MATERIAL FOR THE TASK:
:::
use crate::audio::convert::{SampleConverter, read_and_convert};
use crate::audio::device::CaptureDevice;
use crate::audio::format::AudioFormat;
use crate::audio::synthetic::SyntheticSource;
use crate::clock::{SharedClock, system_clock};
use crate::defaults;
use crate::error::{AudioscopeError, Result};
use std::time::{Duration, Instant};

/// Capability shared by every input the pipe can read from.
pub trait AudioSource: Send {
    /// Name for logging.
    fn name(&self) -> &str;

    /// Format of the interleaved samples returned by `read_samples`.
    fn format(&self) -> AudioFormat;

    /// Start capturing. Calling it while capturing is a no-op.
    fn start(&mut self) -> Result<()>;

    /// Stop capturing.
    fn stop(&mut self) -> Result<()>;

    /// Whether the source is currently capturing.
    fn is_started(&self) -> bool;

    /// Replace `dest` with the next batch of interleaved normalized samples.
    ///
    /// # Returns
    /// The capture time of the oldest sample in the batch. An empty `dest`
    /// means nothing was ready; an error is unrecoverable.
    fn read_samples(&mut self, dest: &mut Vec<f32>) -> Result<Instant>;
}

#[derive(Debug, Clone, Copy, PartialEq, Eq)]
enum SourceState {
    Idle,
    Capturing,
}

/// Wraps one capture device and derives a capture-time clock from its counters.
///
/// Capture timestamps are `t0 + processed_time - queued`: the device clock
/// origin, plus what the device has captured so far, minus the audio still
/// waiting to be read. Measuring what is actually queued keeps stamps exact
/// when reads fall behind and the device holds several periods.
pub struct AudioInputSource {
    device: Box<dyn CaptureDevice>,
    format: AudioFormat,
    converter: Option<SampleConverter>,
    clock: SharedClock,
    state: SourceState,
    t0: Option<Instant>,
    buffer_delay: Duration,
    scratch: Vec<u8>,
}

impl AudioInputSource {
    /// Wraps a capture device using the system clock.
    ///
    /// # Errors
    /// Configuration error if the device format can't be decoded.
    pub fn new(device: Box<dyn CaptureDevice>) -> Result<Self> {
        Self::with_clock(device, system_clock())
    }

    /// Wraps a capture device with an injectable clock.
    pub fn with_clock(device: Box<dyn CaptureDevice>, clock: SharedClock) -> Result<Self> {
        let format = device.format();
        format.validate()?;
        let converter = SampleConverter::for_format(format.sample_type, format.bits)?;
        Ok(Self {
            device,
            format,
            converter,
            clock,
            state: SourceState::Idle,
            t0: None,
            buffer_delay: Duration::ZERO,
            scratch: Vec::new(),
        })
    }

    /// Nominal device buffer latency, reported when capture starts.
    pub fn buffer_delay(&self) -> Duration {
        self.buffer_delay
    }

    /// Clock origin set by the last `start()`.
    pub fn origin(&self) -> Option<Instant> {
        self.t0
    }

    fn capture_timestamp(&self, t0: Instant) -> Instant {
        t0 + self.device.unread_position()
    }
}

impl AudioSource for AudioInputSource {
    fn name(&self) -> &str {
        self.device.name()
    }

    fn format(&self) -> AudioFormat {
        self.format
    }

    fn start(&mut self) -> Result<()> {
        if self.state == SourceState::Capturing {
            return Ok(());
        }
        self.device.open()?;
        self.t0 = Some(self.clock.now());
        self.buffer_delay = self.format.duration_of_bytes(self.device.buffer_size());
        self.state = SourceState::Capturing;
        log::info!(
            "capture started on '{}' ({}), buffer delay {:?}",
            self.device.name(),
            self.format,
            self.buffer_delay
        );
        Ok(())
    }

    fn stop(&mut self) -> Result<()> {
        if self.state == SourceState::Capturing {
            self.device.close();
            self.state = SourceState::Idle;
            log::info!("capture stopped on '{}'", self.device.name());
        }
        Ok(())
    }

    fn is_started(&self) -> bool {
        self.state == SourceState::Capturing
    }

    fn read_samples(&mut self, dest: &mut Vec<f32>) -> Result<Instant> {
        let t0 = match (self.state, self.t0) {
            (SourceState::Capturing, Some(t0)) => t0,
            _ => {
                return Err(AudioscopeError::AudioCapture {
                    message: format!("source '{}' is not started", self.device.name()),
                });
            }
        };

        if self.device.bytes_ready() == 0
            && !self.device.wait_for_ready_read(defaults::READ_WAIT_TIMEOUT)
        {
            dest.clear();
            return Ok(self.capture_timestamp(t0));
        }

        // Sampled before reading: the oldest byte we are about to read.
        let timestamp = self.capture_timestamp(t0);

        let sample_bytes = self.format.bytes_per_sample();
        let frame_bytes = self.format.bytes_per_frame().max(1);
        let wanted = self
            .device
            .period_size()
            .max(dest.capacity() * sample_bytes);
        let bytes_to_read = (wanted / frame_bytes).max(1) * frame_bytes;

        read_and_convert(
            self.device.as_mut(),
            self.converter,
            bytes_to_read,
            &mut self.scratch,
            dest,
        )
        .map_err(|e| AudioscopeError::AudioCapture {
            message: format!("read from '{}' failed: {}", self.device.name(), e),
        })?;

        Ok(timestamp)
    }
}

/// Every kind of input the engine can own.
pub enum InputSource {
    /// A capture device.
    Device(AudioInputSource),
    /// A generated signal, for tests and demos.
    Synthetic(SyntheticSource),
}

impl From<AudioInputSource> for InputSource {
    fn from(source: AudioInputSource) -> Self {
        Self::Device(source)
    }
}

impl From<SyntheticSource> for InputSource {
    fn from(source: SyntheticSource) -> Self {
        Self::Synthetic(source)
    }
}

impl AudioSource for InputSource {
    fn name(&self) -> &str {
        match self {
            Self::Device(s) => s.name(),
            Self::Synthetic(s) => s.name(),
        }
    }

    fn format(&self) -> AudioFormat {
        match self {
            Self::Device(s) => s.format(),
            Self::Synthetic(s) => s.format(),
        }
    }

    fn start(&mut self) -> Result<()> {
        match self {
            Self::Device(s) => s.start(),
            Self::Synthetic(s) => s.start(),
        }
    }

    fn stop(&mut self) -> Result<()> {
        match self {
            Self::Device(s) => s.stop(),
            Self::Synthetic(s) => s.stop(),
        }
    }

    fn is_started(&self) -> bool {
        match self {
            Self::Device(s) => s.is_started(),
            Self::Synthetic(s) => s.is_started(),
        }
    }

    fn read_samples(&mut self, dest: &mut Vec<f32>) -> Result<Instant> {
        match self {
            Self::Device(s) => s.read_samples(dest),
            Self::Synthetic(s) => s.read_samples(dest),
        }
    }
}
:::
EXERCISE PROMPT: The listing above must be transcribed exactly, line by line.

RESULT OF THE TASK:
use crate::audio::convert::{SampleConverter, read_and_convert};
use crate::audio::device::CaptureDevice;
use crate::audio::format::AudioFormat;
use crate::audio::synthetic::SyntheticSource;
use crate::clock::{SharedClock, system_clock};
use crate::defaults;
use crate::error::{AudioscopeError, Result};
use std::time::{Duration, Instant};

/// Capability shared by every input the pipe can read from.
pub trait AudioSource: Send {
    /// Name for logging.
    fn name(&self) -> &str;

    /// Format of the interleaved samples returned by `read_samples`.
    fn format(&self) -> AudioFormat;

    /// Start capturing. Calling it while capturing is a no-op.
    fn start(&mut self) -> Result<()>;

    /// Stop capturing.
    fn stop(&mut self) -> Result<()>;

    /// Whether the source is currently capturing.
    fn is_started(&self) -> bool;

    /// Replace `dest` with the next batch of interleaved normalized samples.
    ///
    /// # Returns
    /// The capture time of the oldest sample in the batch. An empty `dest`
    /// means nothing was ready; an error is unrecoverable.
    fn read_samples(&mut self, dest: &mut Vec<f32>) -> Result<Instant>;
}

#[derive(Debug, Clone, Copy, PartialEq, Eq)]
enum SourceState {
    Idle,
    Capturing,
}

/// Wraps one capture device and derives a capture-time clock from its counters.
///
/// Capture timestamps are `t0 + processed_time - queued`: the device clock
/// origin, plus what the device has captured so far, minus the audio still
/// waiting to be read. Measuring what is actually queued keeps stamps exact
/// when reads fall behind and the device holds several periods.
pub struct AudioInputSource {
    device: Box<dyn CaptureDevice>,
    format: AudioFormat,
    converter: Option<SampleConverter>,
    clock: SharedClock,
    state: SourceState,
    t0: Option<Instant>,
    buffer_delay: Duration,
    scratch: Vec<u8>,
}

impl AudioInputSource {
    /// Wraps a capture device using the system clock.
    ///
    /// # Errors
    /// Configuration error if the device format can't be decoded.
    pub fn new(device: Box<dyn CaptureDevice>) -> Result<Self> {
        Self::with_clock(device, system_clock())
    }

    /// Wraps a capture device with an injectable clock.
    pub fn with_clock(device: Box<dyn CaptureDevice>, clock: SharedClock) -> Result<Self> {
        let format = device.format();
        format.validate()?;
        let converter = SampleConverter::for_format(format.sample_type, format.bits)?;
        Ok(Self {
            device,
            format,
            converter,
            clock,
            state: SourceState::Idle,
            t0: None,
            buffer_delay: Duration::ZERO,
            scratch: Vec::new(),
        })
    }

    /// Nominal device buffer latency, reported when capture starts.
    pub fn buffer_delay(&self) -> Duration {
        self.buffer_delay
    }

    /// Clock origin set by the last `start()`.
    pub fn origin(&self) -> Option<Instant> {
        self.t0
    }

    fn capture_timestamp(&self, t0: Instant) -> Instant {
        t0 + self.device.unread_position()
    }
}

impl AudioSource for AudioInputSource {
    fn name(&self) -> &str {
        self.device.name()
    }

    fn format(&self) -> AudioFormat {
        self.format
    }

    fn start(&mut self) -> Result<()> {
        if self.state == SourceState::Capturing {
            return Ok(());
        }
        self.device.open()?;
        self.t0 = Some(self.clock.now());
        self.buffer_delay = self.format.duration_of_bytes(self.device.buffer_size());
        self.state = SourceState::Capturing;
        log::info!(
            "capture started on '{}' ({}), buffer delay {:?}",
            self.device.name(),
            self.format,
            self.buffer_delay
        );
        Ok(())
    }

    fn stop(&mut self) -> Result<()> {
        if self.state == SourceState::Capturing {
            self.device.close();
            self.state = SourceState::Idle;
            log::info!("capture stopped on '{}'", self.device.name());
        }
        Ok(())
    }

    fn is_started(&self) -> bool {
        self.state == SourceState::Capturing
    }

    fn read_samples(&mut self, dest: &mut Vec<f32>) -> Result<Instant> {
        let t0 = match (self.state, self.t0) {
            (SourceState::Capturing, Some(t0)) => t0,
            _ => {
                return Err(AudioscopeError::AudioCapture {
                    message: format!("source '{}' is not started", self.device.name()),
                });
            }
        };

        if self.device.bytes_ready() == 0
            && !self.device.wait_for_ready_read(defaults::READ_WAIT_TIMEOUT)
        {
            dest.clear();
            return Ok(self.capture_timestamp(t0));
        }

        // Sampled before reading: the oldest byte we are about to read.
        let timestamp = self.capture_timestamp(t0);

        let sample_bytes = self.format.bytes_per_sample();
        let frame_bytes = self.format.bytes_per_frame().max(1);
        let wanted = self
            .device
            .period_size()
            .max(dest.capacity() * sample_bytes);
        let bytes_to_read = (wanted / frame_bytes).max(1) * frame_bytes;

        read_and_convert(
            self.device.as_mut(),
            self.converter,
            bytes_to_read,
            &mut self.scratch,
            dest,
        )
        .map_err(|e| AudioscopeError::AudioCapture {
            message: format!("read from '{}' failed: {}", self.device.name(), e),
        })?;

        Ok(timestamp)
    }
}

/// Every kind of input the engine can own.
pub enum InputSource {
    /// A capture device.
    Device(AudioInputSource),
    /// A generated signal, for tests and demos.
    Synthetic(SyntheticSource),
}

impl From<AudioInputSource> for InputSource {
    fn from(source: AudioInputSource) -> Self {
        Self::Device(source)
    }
}

impl From<SyntheticSource> for InputSource {
    fn from(source: SyntheticSource) -> Self {
        Self::Synthetic(source)
    }
}

impl AudioSource for InputSource {
    fn name(&self) -> &str {
        match self {
            Self::Device(s) => s.name(),
            Self::Synthetic(s) => s.name(),
        }
    }

    fn format(&self) -> AudioFormat {
        match self {
            Self::Device(s) => s.format(),
            Self::Synthetic(s) => s.format(),
        }
    }

    fn start(&mut self) -> Result<()> {
        match self {
            Self::Device(s) => s.start(),
            Self::Synthetic(s) => s.start(),
        }
    }

    fn stop(&mut self) -> Result<()> {
        match self {
            Self::Device(s) => s.stop(),
            Self::Synthetic(s) => s.stop(),
        }
    }

    fn is_started(&self) -> bool {
        match self {
            Self::Device(s) => s.is_started(),
            Self::Synthetic(s) => s.is_started(),
        }
    }

    fn read_samples(&mut self, dest: &mut Vec<f32>) -> Result<Instant> {
        match self {
            Self::Device(s) => s.read_samples(dest),
            Self::Synthetic(s) => s.read_samples(dest),
        }
    }
}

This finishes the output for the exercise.